*WHAT YOU NEED TO DO:* Tally the lines below that contain "RegistryHandles" and reply with only the tally.

*DATA TO PROCESS:*

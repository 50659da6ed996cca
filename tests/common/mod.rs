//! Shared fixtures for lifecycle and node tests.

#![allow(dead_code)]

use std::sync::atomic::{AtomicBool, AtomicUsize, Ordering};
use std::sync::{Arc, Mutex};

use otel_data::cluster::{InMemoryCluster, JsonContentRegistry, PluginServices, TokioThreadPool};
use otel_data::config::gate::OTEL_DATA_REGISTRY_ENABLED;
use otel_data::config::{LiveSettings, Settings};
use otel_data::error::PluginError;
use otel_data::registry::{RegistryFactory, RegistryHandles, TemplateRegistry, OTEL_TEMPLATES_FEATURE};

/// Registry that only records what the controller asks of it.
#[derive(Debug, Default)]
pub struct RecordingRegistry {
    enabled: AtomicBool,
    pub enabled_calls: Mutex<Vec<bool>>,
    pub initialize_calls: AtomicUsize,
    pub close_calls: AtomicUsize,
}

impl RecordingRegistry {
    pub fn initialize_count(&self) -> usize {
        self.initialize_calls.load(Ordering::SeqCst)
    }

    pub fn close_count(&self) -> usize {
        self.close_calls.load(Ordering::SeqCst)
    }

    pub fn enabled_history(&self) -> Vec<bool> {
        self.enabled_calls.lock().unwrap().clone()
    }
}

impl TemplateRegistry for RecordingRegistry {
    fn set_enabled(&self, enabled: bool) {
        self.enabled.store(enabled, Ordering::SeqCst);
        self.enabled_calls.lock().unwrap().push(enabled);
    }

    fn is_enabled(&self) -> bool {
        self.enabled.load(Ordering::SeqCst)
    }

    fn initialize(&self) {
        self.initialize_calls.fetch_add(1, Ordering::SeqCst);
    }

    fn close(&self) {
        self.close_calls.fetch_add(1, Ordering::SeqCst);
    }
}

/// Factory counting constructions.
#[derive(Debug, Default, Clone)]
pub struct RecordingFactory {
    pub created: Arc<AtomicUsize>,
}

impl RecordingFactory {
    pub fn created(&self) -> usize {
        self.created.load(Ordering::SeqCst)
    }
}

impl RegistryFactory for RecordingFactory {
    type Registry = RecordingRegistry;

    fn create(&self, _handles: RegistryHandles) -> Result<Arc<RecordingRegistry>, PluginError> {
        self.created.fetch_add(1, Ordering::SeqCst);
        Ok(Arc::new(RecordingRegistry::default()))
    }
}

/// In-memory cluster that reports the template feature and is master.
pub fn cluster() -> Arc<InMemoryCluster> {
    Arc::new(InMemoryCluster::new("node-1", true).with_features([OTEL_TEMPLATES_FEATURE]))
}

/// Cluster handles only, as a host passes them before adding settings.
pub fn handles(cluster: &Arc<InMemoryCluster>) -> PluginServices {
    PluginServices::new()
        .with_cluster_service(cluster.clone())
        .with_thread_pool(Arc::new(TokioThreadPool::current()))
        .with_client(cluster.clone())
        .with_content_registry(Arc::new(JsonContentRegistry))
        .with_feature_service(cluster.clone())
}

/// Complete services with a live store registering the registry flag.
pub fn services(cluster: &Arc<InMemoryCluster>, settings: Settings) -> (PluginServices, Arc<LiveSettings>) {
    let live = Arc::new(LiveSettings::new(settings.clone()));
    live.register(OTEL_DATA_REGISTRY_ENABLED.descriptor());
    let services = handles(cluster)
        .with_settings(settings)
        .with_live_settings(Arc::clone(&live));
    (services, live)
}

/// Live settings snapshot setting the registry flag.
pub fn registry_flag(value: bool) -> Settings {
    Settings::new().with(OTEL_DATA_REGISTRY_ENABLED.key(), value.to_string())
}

---

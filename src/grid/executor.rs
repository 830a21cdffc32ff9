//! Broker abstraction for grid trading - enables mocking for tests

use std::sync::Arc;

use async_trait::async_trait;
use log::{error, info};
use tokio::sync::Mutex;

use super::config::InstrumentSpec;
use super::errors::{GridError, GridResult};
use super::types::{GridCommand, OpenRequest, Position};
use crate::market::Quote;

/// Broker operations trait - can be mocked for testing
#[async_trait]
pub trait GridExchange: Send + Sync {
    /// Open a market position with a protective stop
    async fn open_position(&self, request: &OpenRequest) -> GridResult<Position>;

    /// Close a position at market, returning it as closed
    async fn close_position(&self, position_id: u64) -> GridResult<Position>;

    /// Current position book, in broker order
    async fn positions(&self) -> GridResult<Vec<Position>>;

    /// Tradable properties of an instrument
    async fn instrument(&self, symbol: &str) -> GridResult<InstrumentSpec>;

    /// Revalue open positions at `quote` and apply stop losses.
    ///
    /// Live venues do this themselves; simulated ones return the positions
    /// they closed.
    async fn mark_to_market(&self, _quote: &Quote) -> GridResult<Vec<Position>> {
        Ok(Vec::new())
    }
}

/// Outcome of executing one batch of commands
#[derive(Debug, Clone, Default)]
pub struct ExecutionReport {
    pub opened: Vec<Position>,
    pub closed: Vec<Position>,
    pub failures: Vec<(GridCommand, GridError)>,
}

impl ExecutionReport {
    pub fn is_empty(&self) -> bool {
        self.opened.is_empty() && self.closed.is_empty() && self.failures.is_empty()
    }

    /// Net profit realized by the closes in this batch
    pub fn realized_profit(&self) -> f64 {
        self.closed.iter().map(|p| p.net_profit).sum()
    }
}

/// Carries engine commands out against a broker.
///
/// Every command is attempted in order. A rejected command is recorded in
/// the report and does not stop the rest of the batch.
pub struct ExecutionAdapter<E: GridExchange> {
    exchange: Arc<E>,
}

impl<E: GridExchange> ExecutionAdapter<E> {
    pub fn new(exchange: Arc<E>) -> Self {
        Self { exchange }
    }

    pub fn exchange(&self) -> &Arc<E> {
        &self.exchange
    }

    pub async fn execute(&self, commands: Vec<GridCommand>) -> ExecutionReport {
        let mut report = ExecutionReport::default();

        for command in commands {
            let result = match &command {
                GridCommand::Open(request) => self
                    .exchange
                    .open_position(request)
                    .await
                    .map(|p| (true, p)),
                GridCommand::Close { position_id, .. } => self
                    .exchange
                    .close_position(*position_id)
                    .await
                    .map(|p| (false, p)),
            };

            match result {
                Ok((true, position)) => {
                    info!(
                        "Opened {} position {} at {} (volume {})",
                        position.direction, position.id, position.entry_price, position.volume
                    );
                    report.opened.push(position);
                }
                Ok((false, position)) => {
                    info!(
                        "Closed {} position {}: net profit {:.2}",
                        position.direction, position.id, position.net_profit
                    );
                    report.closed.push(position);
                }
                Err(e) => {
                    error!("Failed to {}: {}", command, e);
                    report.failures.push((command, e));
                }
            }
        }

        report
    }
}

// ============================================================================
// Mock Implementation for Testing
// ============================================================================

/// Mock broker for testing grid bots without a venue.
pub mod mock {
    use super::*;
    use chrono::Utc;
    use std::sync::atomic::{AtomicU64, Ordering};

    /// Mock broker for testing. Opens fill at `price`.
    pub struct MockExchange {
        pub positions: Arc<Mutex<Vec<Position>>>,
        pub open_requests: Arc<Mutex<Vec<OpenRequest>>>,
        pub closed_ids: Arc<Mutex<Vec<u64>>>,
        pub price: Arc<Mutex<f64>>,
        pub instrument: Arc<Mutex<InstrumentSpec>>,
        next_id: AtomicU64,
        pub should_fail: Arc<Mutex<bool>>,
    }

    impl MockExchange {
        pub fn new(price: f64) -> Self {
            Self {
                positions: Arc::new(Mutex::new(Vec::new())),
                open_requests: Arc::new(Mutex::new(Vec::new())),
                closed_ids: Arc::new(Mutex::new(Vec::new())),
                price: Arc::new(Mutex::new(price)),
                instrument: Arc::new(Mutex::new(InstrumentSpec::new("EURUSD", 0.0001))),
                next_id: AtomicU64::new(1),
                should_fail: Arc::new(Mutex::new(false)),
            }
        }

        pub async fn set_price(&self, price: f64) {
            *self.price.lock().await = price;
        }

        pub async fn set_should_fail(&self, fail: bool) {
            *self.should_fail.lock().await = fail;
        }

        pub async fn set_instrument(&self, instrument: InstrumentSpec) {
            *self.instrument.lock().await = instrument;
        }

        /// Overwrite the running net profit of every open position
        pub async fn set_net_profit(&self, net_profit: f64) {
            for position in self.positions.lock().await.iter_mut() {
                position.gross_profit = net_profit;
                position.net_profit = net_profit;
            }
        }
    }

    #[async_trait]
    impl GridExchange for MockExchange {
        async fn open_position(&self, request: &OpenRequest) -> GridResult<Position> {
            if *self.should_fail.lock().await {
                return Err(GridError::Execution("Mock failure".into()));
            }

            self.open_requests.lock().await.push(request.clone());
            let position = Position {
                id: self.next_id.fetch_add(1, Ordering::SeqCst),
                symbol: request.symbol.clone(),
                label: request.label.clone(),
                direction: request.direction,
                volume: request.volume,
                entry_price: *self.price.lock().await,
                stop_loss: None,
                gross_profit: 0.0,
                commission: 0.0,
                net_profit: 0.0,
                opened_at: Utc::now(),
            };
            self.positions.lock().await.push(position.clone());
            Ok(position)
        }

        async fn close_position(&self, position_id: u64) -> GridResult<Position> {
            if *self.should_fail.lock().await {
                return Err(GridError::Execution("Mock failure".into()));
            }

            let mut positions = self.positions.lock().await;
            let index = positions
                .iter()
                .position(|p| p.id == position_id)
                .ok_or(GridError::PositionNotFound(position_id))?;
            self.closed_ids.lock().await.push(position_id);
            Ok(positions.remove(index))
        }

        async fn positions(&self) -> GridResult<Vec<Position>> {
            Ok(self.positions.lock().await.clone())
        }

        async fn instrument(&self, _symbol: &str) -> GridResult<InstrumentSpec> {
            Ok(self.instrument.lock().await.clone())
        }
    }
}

*EXERCISE SOLUTION:* 2